Understand the derivative of vector-value function with respect to matrix

derivativesmatrix-calculus

function: $ f = A\cdot b$

gradient: $ \frac{\partial f}{\partial A} = b^\top \otimes \mathbb{I} $

$A$ is a matrix e.g. shape 3×3

$b$ is a vector e.g. shape 3×1

$ \otimes $ is Kronecker product

$ \mathbb{I} $ is identity matrix

My questions are:

  1. what is the shape of gradient: $ \frac{\partial f}{\partial A}$
  2. what is the definition of vector-value function with respect to matrix, since Matrix Calculus Wikipedia doesn't have this type

Thanks a lot for helping.

Best Answer

The gradient ${\cal G}$ is a third-order tensor, so its shape is $(3\times 3\times 3)$.
This easiest to see using index notation. $$\eqalign{ f_i &= A_{ij}b_j \\ df_i &= dA_{ij}b_j \\ \frac{\partial f_i}{\partial A_{mn}} &= \bigg(\frac{\partial A_{ij}}{\partial A_{mn}}\bigg)\,b_j \\ &= \big(\delta_{im}\delta_{jn}\big)\,b_j \\ &= \delta_{im}b_n \\ &= {\cal G}_{imn} \\ }$$ This assumes that the elements of $A$ are independent, so that $\Big(\frac{\partial A_{ij}}{\partial A_{mn}}\Big)$ equals zero
unless $(i=m)\,\&\,(j=n)\,-$ which are the same conditions enforced by the delta symbols.

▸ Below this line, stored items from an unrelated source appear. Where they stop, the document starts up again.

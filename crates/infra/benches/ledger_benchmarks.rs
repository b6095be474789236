use criterion::{BenchmarkId, Criterion, Throughput, black_box, criterion_group, criterion_main};

use chrono::Utc;
use stockbook_core::{ItemId, LocationId, UserId};
use stockbook_infra::{InMemoryLedgerStore, LedgerConfig, SaleComposer, StockLedger};
use stockbook_infra::store::MovementFilter;
use stockbook_inventory::{AdjustStock, MovementType, OpenStockLevel, StockLevel};
use stockbook_sales::{NewSale, NewSaleLine, PaymentMethod, Percent, SaleStatus};
use std::sync::Arc;

fn open_level(ledger: &StockLedger<Arc<InMemoryLedgerStore>>, location_id: LocationId) -> StockLevel {
    ledger
        .create_stock_level(OpenStockLevel {
            initial_quantity: 1_000_000,
            ..OpenStockLevel::empty(location_id, ItemId::new(), UserId::new(), Utc::now())
        })
        .unwrap()
}

fn adjust_cmd(level: &StockLevel, delta: i64) -> AdjustStock {
    AdjustStock {
        location_id: level.location_id(),
        item_id: level.item_id(),
        delta,
        movement_type: MovementType::Adjustment,
        reference: None,
        notes: None,
        actor: UserId::new(),
        occurred_at: Utc::now(),
    }
}

fn bench_adjustment_latency(c: &mut Criterion) {
    let mut group = c.benchmark_group("adjustment_latency");

    // Each adjustment clones the staged tables, so latency grows with the log size.
    for history in [0usize, 100, 1000].iter() {
        group.bench_with_input(
            BenchmarkId::new("adjust_with_history", history),
            history,
            |b, &size| {
                let store = Arc::new(InMemoryLedgerStore::new());
                let ledger = StockLedger::new(Arc::clone(&store), LedgerConfig::default());
                let level = open_level(&ledger, LocationId::new());
                for _ in 0..size {
                    ledger.adjust(adjust_cmd(&level, -1)).unwrap();
                }

                b.iter(|| {
                    black_box(ledger.adjust(adjust_cmd(&level, black_box(-1))).unwrap());
                });
            },
        );
    }

    group.finish();
}

fn bench_sale_composition(c: &mut Criterion) {
    let mut group = c.benchmark_group("sale_composition");

    for lines in [1usize, 10, 50].iter() {
        group.throughput(Throughput::Elements(*lines as u64));

        let store = Arc::new(InMemoryLedgerStore::new());
        let ledger = StockLedger::new(Arc::clone(&store), LedgerConfig::default());
        let composer = SaleComposer::new(Arc::clone(&store), LedgerConfig::default());
        let location_id = LocationId::new();
        let items: Vec<ItemId> = (0..*lines)
            .map(|_| open_level(&ledger, location_id).item_id())
            .collect();

        let new_sale = || NewSale {
            customer_id: None,
            cashier_id: UserId::new(),
            location_id,
            payment_method: PaymentMethod::Card,
            status: SaleStatus::Completed,
            discount_pct: Percent::ZERO,
            tax_pct: Percent::new(8.0).unwrap(),
            notes: None,
            lines: items
                .iter()
                .map(|item_id| NewSaleLine {
                    item_id: *item_id,
                    quantity: 1,
                    unit_price: 9.99,
                    discount_pct: Percent::ZERO,
                    tax_rate: None,
                })
                .collect(),
            occurred_at: Utc::now(),
        };

        group.bench_with_input(BenchmarkId::new("create_sale", lines), lines, |b, _| {
            b.iter(|| black_box(composer.create_sale(new_sale()).unwrap()));
        });

        group.bench_with_input(
            BenchmarkId::new("create_sale_with_stock_decrement", lines),
            lines,
            |b, _| {
                b.iter(|| black_box(composer.create_sale_with_stock_decrement(new_sale()).unwrap()));
            },
        );
    }

    group.finish();
}

fn bench_movement_query(c: &mut Criterion) {
    let mut group = c.benchmark_group("movement_query");

    let store = Arc::new(InMemoryLedgerStore::new());
    let ledger = StockLedger::new(Arc::clone(&store), LedgerConfig::default());
    let location_id = LocationId::new();
    let levels: Vec<StockLevel> = (0..20).map(|_| open_level(&ledger, location_id)).collect();
    for level in &levels {
        for _ in 0..250 {
            ledger.adjust(adjust_cmd(level, 1)).unwrap();
        }
    }

    group.bench_function("first_page_for_item", |b| {
        let filter = MovementFilter::for_item(levels[7].item_id());
        b.iter(|| black_box(ledger.movements(&filter, None).unwrap()));
    });

    group.bench_function("first_page_for_location", |b| {
        let filter = MovementFilter::for_location(location_id);
        b.iter(|| black_box(ledger.movements(&filter, None).unwrap()));
    });

    group.finish();
}

criterion_group!(
    benches,
    bench_adjustment_latency,
    bench_sale_composition,
    bench_movement_query
);
criterion_main!(benches);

In order to write this without resorting to tensor/index notation, many authors flatten the $(3\times 3)$ $A$ matrix into a $(9\times 1)$ vector using the Kronecker-vec relationship.

Their derivation goes like so. $$\eqalign{ f &= A\,b \\ df &= dA\,b \\ {\rm vec}(df) &= {\rm vec}(I\,dA\,b) \\ df &= (b^T\otimes I)\,da \\ \frac{\partial f}{\partial a} &= (b^T\otimes I) \;= G \in {\mathbb R}^{3\times 9} \\ }$$ Then they call the $G$ matrix "the gradient" $-$ but it's really a flattened representation of the ${\cal G}$ tensor.